Le maire d’Istanbul, Ekrem Imamoglu, principal opposant au président turc Recep Tayyip Erdogan, a été arrêté mercredi 20 mars et incarcéré ce dimanche, après des accusations de corruption et de soutien à une organisation terroriste. Cette arrestation survient alors qu’Imamoglu venait d’être réélu maire de la plus grande ville de Turquie en 2024. L’incarcération a provoqué une série de manifestations massives à travers le pays, tandis que son parti, le CHP, dénonce un « coup d’État politique » orchestré par les autorités en place.
Les autorités turques ont justifié l’incarcération d’Imamoglu par des accusations de corruption et de gestion illégale, y compris des pots-de-vin et l’enregistrement illégal de données personnelles. En outre, la justice a également évoqué des liens avec une organisation terroriste en raison d’un accord électoral entre le CHP et un groupe pro-kurde, le Parti démocratique des peuples (HDP), accusé de liens avec le PKK. Cependant, malgré l’ampleur de ces accusations, la détention d’Imamoglu repose principalement sur des charges financières, et l’aspect lié au soutien à une organisation terroriste n’a pas été retenu pour justifier sa mise en détention immédiate.
L’arrestation de l’opposant survient dans un climat de tensions politiques croissantes en Turquie. Imamoglu, réélu en 2024 après avoir délogé le parti AKP d’Erdogan d’Istanbul en 2019, est perçu comme une menace croissante pour le pouvoir. Son arrestation pourrait avoir des répercussions sur sa candidature à l’élection présidentielle de 2028, alors qu’il était pressenti pour représenter son parti lors des primaires de dimanche. Cette procédure s’inscrit également dans une série d’actions répressives contre l’opposition et les médias critiques du gouvernement d’Erdogan, notamment après des décisions judiciaires contre d’autres figures de l’opposition et des journalistes.
L’incarcération d’Ekrem Imamoglu pourrait marquer un tournant décisif dans la politique turque.
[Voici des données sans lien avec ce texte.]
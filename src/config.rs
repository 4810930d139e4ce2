//! Wire-shape configuration and connection types.
//!
//! Grounded on `original_source/brightside/connection.py::Connection` and
//! `original_source/brightside/messaging.py::BrightsideConsumerConfiguration`.
//! These are plain, serde-enabled value types; no config-file loader ships
//! with this crate (no on-disk format is part of the core), but an embedding
//! application can deserialize these from whatever format it chooses.

use std::num::NonZeroU16;

use serde::{Deserialize, Serialize};

/// The exchange topology a connection publishes/subscribes against.
#[derive(Debug, Clone, Copy, PartialEq, Eq, Serialize, Deserialize)]
#[serde(rename_all = "lowercase")]
pub enum ExchangeType {
    /// Routes by exact routing-key match.
    Direct,
    /// Routes by routing-key pattern match.
    Topic,
    /// Routes to every bound queue, ignoring the routing key.
    Fanout,
    /// Routes by matching message header values instead of the routing key.
    Headers,
}

/// Broker connection parameters, independent of any particular consumer.
#[derive(Debug, Clone, Serialize, Deserialize)]
pub struct ConnectionParameters {
    /// Address of the broker to connect to.
    pub broker_uri: String,
    /// Name of the exchange this connection publishes/subscribes against.
    pub exchange: String,
    /// Topology of `exchange`.
    #[serde(default = "ConnectionParameters::default_exchange_type")]
    pub exchange_type: ExchangeType,
    /// Whether the exchange survives a broker restart.
    #[serde(default)]
    pub durable: bool,
    /// How long to wait for the broker connection to establish before
    /// giving up.
    #[serde(default = "ConnectionParameters::default_connect_timeout_s")]
    pub connect_timeout_s: u32,
    /// The heartbeat interval negotiated with the broker.
    #[serde(default = "ConnectionParameters::default_heartbeat_s")]
    pub heartbeat_s: u32,
}

impl ConnectionParameters {
    pub fn new(broker_uri: impl Into<String>, exchange: impl Into<String>) -> Self {
        Self {
            broker_uri: broker_uri.into(),
            exchange: exchange.into(),
            exchange_type: Self::default_exchange_type(),
            durable: false,
            connect_timeout_s: Self::default_connect_timeout_s(),
            heartbeat_s: Self::default_heartbeat_s(),
        }
    }

    fn default_exchange_type() -> ExchangeType {
        ExchangeType::Direct
    }

    fn default_connect_timeout_s() -> u32 {
        30
    }

    fn default_heartbeat_s() -> u32 {
        30
    }

    /// The interval the continuous heartbeat ticker should use: at most half
    /// the negotiated heartbeat, so a dropped tick never alone causes the
    /// broker to consider the connection dead.
    pub fn heartbeat_interval(&self) -> std::time::Duration {
        std::time::Duration::from_secs(u64::from(self.heartbeat_s).max(2) / 2)
    }
}

/// Per-queue consumer configuration: what to bind to and how the message
/// pump behind it should behave.
#[derive(Debug, Clone, Serialize, Deserialize)]
pub struct ConsumerConfiguration {
    /// The queue this consumer binds to.
    pub queue_name: String,
    /// The routing key the queue is bound to the connection's exchange with.
    pub routing_key: String,
    /// How many unacknowledged deliveries the broker may have in flight to
    /// this consumer at once.
    #[serde(default = "ConsumerConfiguration::default_prefetch_count")]
    pub prefetch_count: NonZeroU16,
    /// Whether the queue survives a broker restart.
    #[serde(default)]
    pub durable: bool,
    /// Whether to request highly available queue semantics from the broker
    /// (e.g. `x-ha-policy: all`), mirroring the queue across broker nodes.
    #[serde(default)]
    pub ha: bool,
    /// Whether handlers dispatched for this consumer run long enough that
    /// the channel must keep a broker connection alive with a continuous
    /// heartbeat ticker while they run.
    #[serde(default)]
    pub long_running: bool,
}

impl ConsumerConfiguration {
    pub fn new(queue_name: impl Into<String>, routing_key: impl Into<String>) -> Self {
        Self {
            queue_name: queue_name.into(),
            routing_key: routing_key.into(),
            prefetch_count: Self::default_prefetch_count(),
            durable: false,
            ha: false,
            long_running: false,
        }
    }

    pub fn with_prefetch_count(mut self, prefetch_count: NonZeroU16) -> Self {
        self.prefetch_count = prefetch_count;
        self
    }

    pub fn with_durable(mut self, durable: bool) -> Self {
        self.durable = durable;
        self
    }

    pub fn with_ha(mut self, ha: bool) -> Self {
        self.ha = ha;
        self
    }

    pub fn with_long_running(mut self, long_running: bool) -> Self {
        self.long_running = long_running;
        self
    }

    fn default_prefetch_count() -> NonZeroU16 {
        NonZeroU16::new(64).expect("64 is non-zero")
    }
}

/// Tunables for a [`crate::pump::MessagePump`], recovered from
/// `original_source/brightside/message_pump.py::MessagePump.__init__`'s
/// `timeout`/`unacceptable_message_limit`/`requeue_count` parameters.
#[derive(Debug, Clone, Serialize, Deserialize)]
pub struct PumpOptions {
    /// How long a single `receive` poll waits for a delivery before yielding
    /// control back to the loop.
    #[serde(default = "PumpOptions::default_timeout", with = "duration_ms")]
    pub timeout: std::time::Duration,
    /// How many consecutive unacceptable messages the pump tolerates before
    /// ending its channel.
    #[serde(default = "PumpOptions::default_unacceptable_limit")]
    pub unacceptable_limit: u32,
    /// How many times a deferred message may be requeued before it is
    /// dropped instead. `None` means requeue without bound.
    #[serde(default)]
    pub requeue_count: Option<u32>,
}

impl Default for PumpOptions {
    fn default() -> Self {
        Self {
            timeout: std::time::Duration::from_millis(Self::default_timeout_ms()),
            unacceptable_limit: Self::default_unacceptable_limit(),
            requeue_count: None,
        }
    }
}

impl PumpOptions {
    pub fn with_timeout(mut self, timeout: std::time::Duration) -> Self {
        self.timeout = timeout;
        self
    }

    pub fn with_unacceptable_limit(mut self, unacceptable_limit: u32) -> Self {
        self.unacceptable_limit = unacceptable_limit;
        self
    }

    pub fn with_requeue_count(mut self, requeue_count: u32) -> Self {
        self.requeue_count = Some(requeue_count);
        self
    }

    fn default_timeout_ms() -> u64 {
        500
    }

    fn default_timeout() -> std::time::Duration {
        std::time::Duration::from_millis(Self::default_timeout_ms())
    }

    fn default_unacceptable_limit() -> u32 {
        500
    }
}

mod duration_ms {
    use serde::{Deserialize, Deserializer, Serializer};
    use std::time::Duration;

    pub fn serialize<S: Serializer>(value: &Duration, serializer: S) -> Result<S::Ok, S::Error> {
        let millis: u64 = value.as_millis().try_into().unwrap_or(u64::MAX);
        serializer.serialize_u64(millis)
    }

    pub fn deserialize<'de, D: Deserializer<'de>>(deserializer: D) -> Result<Duration, D::Error> {
        let millis = u64::deserialize(deserializer)?;
        Ok(Duration::from_millis(millis))
    }
}

#[cfg(test)]
mod tests {
    use super::*;

    #[test]
    fn consumer_configuration_round_trips_through_json() {
        let config = ConsumerConfiguration::new("orders", "orders.created")
            .with_prefetch_count(NonZeroU16::new(32).unwrap())
            .with_durable(true)
            .with_ha(true)
            .with_long_running(true);

        let json = serde_json::to_string(&config).unwrap();
        let restored: ConsumerConfiguration = serde_json::from_str(&json).unwrap();

        assert_eq!(restored.queue_name, "orders");
        assert_eq!(restored.prefetch_count.get(), 32);
        assert!(restored.durable);
        assert!(restored.ha);
        assert!(restored.long_running);
    }

    #[test]
    fn pump_options_defaults_fill_in_when_absent_from_json() {
        let restored: PumpOptions = serde_json::from_str("{}").unwrap();
        assert_eq!(restored.timeout, std::time::Duration::from_millis(500));
        assert_eq!(restored.unacceptable_limit, 500);
        assert_eq!(restored.requeue_count, None);
    }
}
D’une part, elle risque de galvaniser davantage l’opposition, notamment le CHP, qui pourrait voir dans cet événement une opportunité de renforcer sa position face au pouvoir en place. D’autre part, le soutien populaire à Imamoglu, manifesté par des dizaines de milliers de personnes dans les rues de plusieurs grandes villes turques, montre que l’incarcération d’un leader politique ne fait que raviver les tensions entre le gouvernement et une partie importante de la population. Les élections locales de 2024, où le CHP a remporté plusieurs grandes villes, montrent également que l’AKP commence à perdre son emprise sur le pays.
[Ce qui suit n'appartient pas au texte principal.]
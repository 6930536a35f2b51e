//! Thread entity: identity, lifecycle state and scheduler-owned data.
//!
//! A [`Thread`] is a cheap clone over reference-counted inner data shared
//! with its [`JoinHandle`] and with the queues it is linked into. All
//! lifecycle mutation happens in the kernel, under the scheduler guard;
//! the spin mutexes on individual fields exist for interior mutability,
//! not as independent synchronization points.

use crate::mem::Stack;
use crate::sched::criterion::{Criterion, Rank, Statistics};
use crate::sched::queue::WaitQueueInner;
use portable_atomic::{AtomicI32, AtomicPtr, AtomicU8, AtomicUsize, Ordering};

extern crate alloc;
use alloc::sync::Arc;

pub mod builder;
pub mod handle;

pub use builder::Configuration;
pub use handle::JoinHandle;

/// Unique identifier for threads.
///
/// Thread IDs are never reused and are guaranteed to be non-zero.
#[derive(Debug, Clone, Copy, PartialEq, Eq, PartialOrd, Ord, Hash)]
pub struct ThreadId(core::num::NonZeroU64);

impl core::fmt::Display for ThreadId {
    fn fmt(&self, f: &mut core::fmt::Formatter<'_>) -> core::fmt::Result {
        write!(f, "{}", self.0)
    }
}

impl ThreadId {
    /// Create a new thread ID.
    ///
    /// # Safety
    ///
    /// The caller must ensure that `id` is non-zero and unique.
    pub unsafe fn new_unchecked(id: u64) -> Self {
        Self(unsafe { core::num::NonZeroU64::new_unchecked(id) })
    }

    /// Get the raw ID value.
    pub fn get(self) -> u64 {
        self.0.get()
    }
}

/// Thread lifecycle state.
///
/// State and queue membership always agree: READY threads are linked in
/// the ready structure, WAITING threads in exactly one wait queue,
/// RUNNING threads in no queue (they are some CPU's current thread), and
/// SUSPENDED or FINISHING threads in no queue at all.
#[derive(Debug, Clone, Copy, PartialEq, Eq)]
#[repr(u8)]
pub enum ThreadState {
    /// Linked in the ready structure, eligible for dispatch
    Ready = 0,
    /// Installed as some CPU's current thread
    Running = 1,
    /// Unlinked, waiting for an explicit resume
    Suspended = 2,
    /// Linked in a wait queue, waiting for a wakeup
    Waiting = 3,
    /// Terminated, pending reaping by the joiner or the idle thread
    Finishing = 4,
}

impl ThreadState {
    fn from_u8(value: u8) -> Self {
        match value {
            0 => ThreadState::Ready,
            1 => ThreadState::Running,
            2 => ThreadState::Suspended,
            3 => ThreadState::Waiting,
            _ => ThreadState::Finishing,
        }
    }
}

/// Handle to a thread, shared between the kernel, the queues and the
/// thread's [`JoinHandle`].
#[derive(Clone)]
pub struct Thread {
    inner: Arc<ThreadInner>,
}

pub(crate) struct ThreadInner {
    id: ThreadId,
    state: AtomicU8,
    criterion: spin::Mutex<Criterion>,
    /// Criterion saved while the rank is boosted by a priority-inversion
    /// protocol; `None` when running at natural priority.
    natural_priority: spin::Mutex<Option<Criterion>>,
    /// Saved machine context. Points into the stack; mutated only while
    /// the thread is not running.
    context: AtomicPtr<u8>,
    /// Owned stack. Taken by the reaper strictly after the thread's last
    /// switch-out; `None` for the adopted bootstrap thread.
    stack: spin::Mutex<Option<Stack>>,
    /// The wait queue this thread sleeps on; `None` when not WAITING.
    waiting: spin::Mutex<Option<Arc<WaitQueueInner>>>,
    /// The thread blocked in `join` on this one, if any.
    joiner: spin::Mutex<Option<Thread>>,
    exit_status: AtomicI32,
    last_cpu: AtomicUsize,
}

impl Thread {
    pub(crate) fn new(
        id: ThreadId,
        state: ThreadState,
        criterion: Criterion,
        stack: Option<Stack>,
        context: *mut u8,
    ) -> Self {
        Self {
            inner: Arc::new(ThreadInner {
                id,
                state: AtomicU8::new(state as u8),
                criterion: spin::Mutex::new(criterion),
                natural_priority: spin::Mutex::new(None),
                context: AtomicPtr::new(context),
                stack: spin::Mutex::new(stack),
                waiting: spin::Mutex::new(None),
                joiner: spin::Mutex::new(None),
                exit_status: AtomicI32::new(0),
                last_cpu: AtomicUsize::new(0),
            }),
        }
    }

    /// Get the thread's unique identifier.
    pub fn id(&self) -> ThreadId {
        self.inner.id
    }

    /// Get the thread's current state.
    pub fn state(&self) -> ThreadState {
        ThreadState::from_u8(self.inner.state.load(Ordering::Acquire))
    }

    pub(crate) fn set_state(&self, new_state: ThreadState) {
        self.inner.state.store(new_state as u8, Ordering::Release);
    }

    /// Check if this thread is runnable (ready or running).
    pub fn is_runnable(&self) -> bool {
        matches!(self.state(), ThreadState::Ready | ThreadState::Running)
    }

    /// Current scheduling rank.
    pub fn rank(&self) -> Rank {
        self.inner.criterion.lock().rank()
    }

    /// Snapshot of the thread's criterion.
    pub fn criterion(&self) -> Criterion {
        self.inner.criterion.lock().clone()
    }

    /// Snapshot of the criterion's scheduling statistics.
    pub fn statistics(&self) -> Statistics {
        *self.inner.criterion.lock().statistics()
    }

    /// True for a per-CPU idle thread.
    pub fn is_idle(&self) -> bool {
        self.inner.criterion.lock().is_idle()
    }

    /// Identity of the wait queue this thread sleeps on, if WAITING.
    pub fn waiting_on(&self) -> Option<u64> {
        self.inner.waiting.lock().as_ref().map(|q| q.id())
    }

    pub(crate) fn with_criterion<R>(&self, f: impl FnOnce(&mut Criterion) -> R) -> R {
        f(&mut *self.inner.criterion.lock())
    }

    pub(crate) fn replace_criterion(&self, criterion: Criterion) -> Criterion {
        core::mem::replace(&mut *self.inner.criterion.lock(), criterion)
    }

    /// Save the natural criterion ahead of a rank boost. Only the first
    /// save wins, so nested boosts restore the true natural priority.
    pub(crate) fn save_natural_priority(&self) {
        let mut natural = self.inner.natural_priority.lock();
        if natural.is_none() {
            *natural = Some(self.inner.criterion.lock().clone());
        }
    }

    /// Restore the saved natural criterion. Returns false when the
    /// thread was not boosted.
    pub(crate) fn restore_natural_priority(&self) -> bool {
        match self.inner.natural_priority.lock().take() {
            Some(criterion) => {
                *self.inner.criterion.lock() = criterion;
                true
            }
            None => false,
        }
    }

    #[cfg(test)]
    pub(crate) fn is_boosted(&self) -> bool {
        self.inner.natural_priority.lock().is_some()
    }

    /// Slot the context-switch primitive saves the outgoing context
    /// pointer into.
    pub(crate) fn context_slot(&self) -> *mut *mut u8 {
        self.inner.context.as_ptr()
    }

    pub(crate) fn context(&self) -> *mut u8 {
        self.inner.context.load(Ordering::Acquire)
    }

    pub(crate) fn take_stack(&self) -> Option<Stack> {
        self.inner.stack.lock().take()
    }

    #[cfg(test)]
    pub(crate) fn has_stack(&self) -> bool {
        self.inner.stack.lock().is_some()
    }

    pub(crate) fn set_waiting(&self, queue: Arc<WaitQueueInner>) {
        *self.inner.waiting.lock() = Some(queue);
    }

    pub(crate) fn take_waiting(&self) -> Option<Arc<WaitQueueInner>> {
        self.inner.waiting.lock().take()
    }

    pub(crate) fn waiting_queue(&self) -> Option<Arc<WaitQueueInner>> {
        self.inner.waiting.lock().clone()
    }

    pub(crate) fn set_joiner(&self, joiner: Thread) {
        let mut slot = self.inner.joiner.lock();
        assert!(slot.is_none(), "thread {} joined twice", self.inner.id);
        *slot = Some(joiner);
    }

    pub(crate) fn take_joiner(&self) -> Option<Thread> {
        self.inner.joiner.lock().take()
    }

    pub(crate) fn set_exit_status(&self, status: i32) {
        self.inner.exit_status.store(status, Ordering::Release);
    }

    pub(crate) fn exit_status(&self) -> i32 {
        self.inner.exit_status.load(Ordering::Acquire)
    }

    /// CPU this thread last ran on.
    pub fn last_cpu(&self) -> usize {
        self.inner.last_cpu.load(Ordering::Acquire)
    }

    pub(crate) fn set_last_cpu(&self, cpu: usize) {
        self.inner.last_cpu.store(cpu, Ordering::Release);
    }

    #[cfg(test)]
    pub(crate) fn for_testing(criterion: Criterion) -> Self {
        use portable_atomic::AtomicU64;
        static NEXT_TEST_ID: AtomicU64 = AtomicU64::new(1_000_000);
        let id = unsafe { ThreadId::new_unchecked(NEXT_TEST_ID.fetch_add(1, Ordering::AcqRel)) };
        Self::new(id, ThreadState::Ready, criterion, None, core::ptr::null_mut())
    }
}

impl PartialEq for Thread {
    fn eq(&self, other: &Self) -> bool {
        Arc::ptr_eq(&self.inner, &other.inner)
    }
}

impl Eq for Thread {}

impl core::fmt::Debug for Thread {
    fn fmt(&self, f: &mut core::fmt::Formatter<'_>) -> core::fmt::Result {
        f.debug_struct("Thread")
            .field("id", &self.inner.id)
            .field("state", &self.state())
            .field("rank", &self.rank())
            .finish()
    }
}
Depuis l’arrestation, les rues d’Istanbul, d’Ankara et d’autres grandes villes turques ont été le théâtre de manifestations massives. Des dizaines de milliers de personnes, souvent issues de la jeunesse, ont exprimé leur mécontentement face à ce qu’elles considèrent comme un excès de pouvoir et une tentative de répression politique. Ces rassemblements rappellent le soulèvement de Gezi en 2013, marquant ainsi un retour de la contestation sociale à une échelle nationale. Bien que la cause initiale des manifestations soit l’arrestation d’Imamoglu, les protestations touchent désormais à des revendications plus larges sur la démocratie et la liberté d’expression en Turquie.
Alors qu’Ekrem Imamoglu se trouve derrière les barreaux, l’opposition turque semble prête à continuer la lutte. Le CHP a appelé à un soutien massif lors de ses primaires présidentielles et cherche à transformer cette consultation en un véritable plébiscite populaire. L’avenir politique d’Imamoglu dépendra en grande partie de l’évolution de cette mobilisation, mais aussi de l’issue des diverses procédures judiciaires en cours, notamment l’appel concernant la suspension de son diplôme universitaire. Pour la Turquie, cet événement pourrait marquer le début d’une nouvelle phase de contestation politique, avec des conséquences potentielles sur les élections de 2028.
La situation a également attiré l’attention de la communauté internationale, qui observe les répercussions de cette arrestation sur les droits démocratiques en Turquie. De nombreux analystes considèrent l’incarcération d’Imamoglu comme une tentative de museler une opposition de plus en plus populaire. Des personnalités politiques et des organisations de défense des droits humains ont condamné cette décision et réclamé sa libération immédiate, soulignant la dangerosité de cette dérive autoritaire dans un pays clé de l’OTAN.